■ **PROVIDED ENTRIES**:
******
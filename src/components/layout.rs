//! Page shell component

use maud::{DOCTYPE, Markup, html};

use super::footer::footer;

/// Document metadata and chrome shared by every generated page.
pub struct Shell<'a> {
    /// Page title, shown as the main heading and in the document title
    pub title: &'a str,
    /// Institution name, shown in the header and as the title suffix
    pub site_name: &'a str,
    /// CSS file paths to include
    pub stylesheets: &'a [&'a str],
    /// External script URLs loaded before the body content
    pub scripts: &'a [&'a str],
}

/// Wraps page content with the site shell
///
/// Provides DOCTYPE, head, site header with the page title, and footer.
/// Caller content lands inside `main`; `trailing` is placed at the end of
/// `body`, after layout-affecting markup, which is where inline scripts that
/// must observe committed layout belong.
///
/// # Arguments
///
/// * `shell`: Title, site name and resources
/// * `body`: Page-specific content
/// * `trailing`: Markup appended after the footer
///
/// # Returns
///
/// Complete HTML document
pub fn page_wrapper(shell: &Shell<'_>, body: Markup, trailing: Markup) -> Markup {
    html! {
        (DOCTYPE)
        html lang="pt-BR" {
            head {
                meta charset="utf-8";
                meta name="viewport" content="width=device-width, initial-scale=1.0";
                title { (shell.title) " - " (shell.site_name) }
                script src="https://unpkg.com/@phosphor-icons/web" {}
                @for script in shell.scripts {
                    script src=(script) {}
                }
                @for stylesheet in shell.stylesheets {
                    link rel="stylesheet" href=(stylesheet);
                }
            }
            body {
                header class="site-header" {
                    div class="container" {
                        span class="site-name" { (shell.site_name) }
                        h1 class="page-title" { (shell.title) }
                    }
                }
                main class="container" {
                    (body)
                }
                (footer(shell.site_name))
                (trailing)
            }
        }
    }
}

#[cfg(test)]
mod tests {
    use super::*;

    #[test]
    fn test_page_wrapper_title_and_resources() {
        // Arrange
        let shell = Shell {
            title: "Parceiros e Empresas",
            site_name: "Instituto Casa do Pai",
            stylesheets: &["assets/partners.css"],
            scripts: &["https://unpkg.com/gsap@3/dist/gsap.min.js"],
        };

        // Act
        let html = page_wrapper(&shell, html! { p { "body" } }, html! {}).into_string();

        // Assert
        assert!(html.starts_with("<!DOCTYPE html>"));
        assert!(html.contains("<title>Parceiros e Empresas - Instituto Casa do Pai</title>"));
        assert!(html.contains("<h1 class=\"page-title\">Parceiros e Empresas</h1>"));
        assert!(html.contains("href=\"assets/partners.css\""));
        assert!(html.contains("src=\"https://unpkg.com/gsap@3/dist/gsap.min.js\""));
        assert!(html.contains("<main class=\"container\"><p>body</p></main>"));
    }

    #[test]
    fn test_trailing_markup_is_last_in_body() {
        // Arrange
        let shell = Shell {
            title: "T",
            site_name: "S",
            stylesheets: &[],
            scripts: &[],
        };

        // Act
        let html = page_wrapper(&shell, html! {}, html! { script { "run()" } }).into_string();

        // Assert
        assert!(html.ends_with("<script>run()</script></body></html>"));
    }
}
******
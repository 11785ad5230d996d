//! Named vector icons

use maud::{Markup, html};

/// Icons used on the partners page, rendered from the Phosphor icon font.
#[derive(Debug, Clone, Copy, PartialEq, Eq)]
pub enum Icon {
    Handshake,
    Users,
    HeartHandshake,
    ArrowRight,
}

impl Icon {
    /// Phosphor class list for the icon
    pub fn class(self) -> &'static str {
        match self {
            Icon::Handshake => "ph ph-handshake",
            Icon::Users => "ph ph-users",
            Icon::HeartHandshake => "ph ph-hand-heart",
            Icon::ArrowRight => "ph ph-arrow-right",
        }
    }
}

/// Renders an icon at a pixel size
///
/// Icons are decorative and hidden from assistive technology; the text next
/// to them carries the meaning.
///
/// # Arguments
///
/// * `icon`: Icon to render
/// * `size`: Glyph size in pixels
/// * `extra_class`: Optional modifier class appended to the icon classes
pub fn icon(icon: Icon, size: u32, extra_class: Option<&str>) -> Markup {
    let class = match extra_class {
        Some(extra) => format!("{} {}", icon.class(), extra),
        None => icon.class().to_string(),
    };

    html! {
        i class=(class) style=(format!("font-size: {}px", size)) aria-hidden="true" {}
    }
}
******
■ **WORK TASK**: As the answer, set down only the lines from the data above between the one holding "filename src/components/layout.rs" and the one holding "pub site_name: &'a", inclusive, exactly as they read.

■ **WRITTEN RESPONSE**:
filename src/components/layout.rs
//! Page shell component

use maud::{DOCTYPE, Markup, html};

use super::footer::footer;

/// Document metadata and chrome shared by every generated page.
pub struct Shell<'a> {
    /// Page title, shown as the main heading and in the document title
    pub title: &'a str,
    /// Institution name, shown in the header and as the title suffix
    pub site_name: &'a str,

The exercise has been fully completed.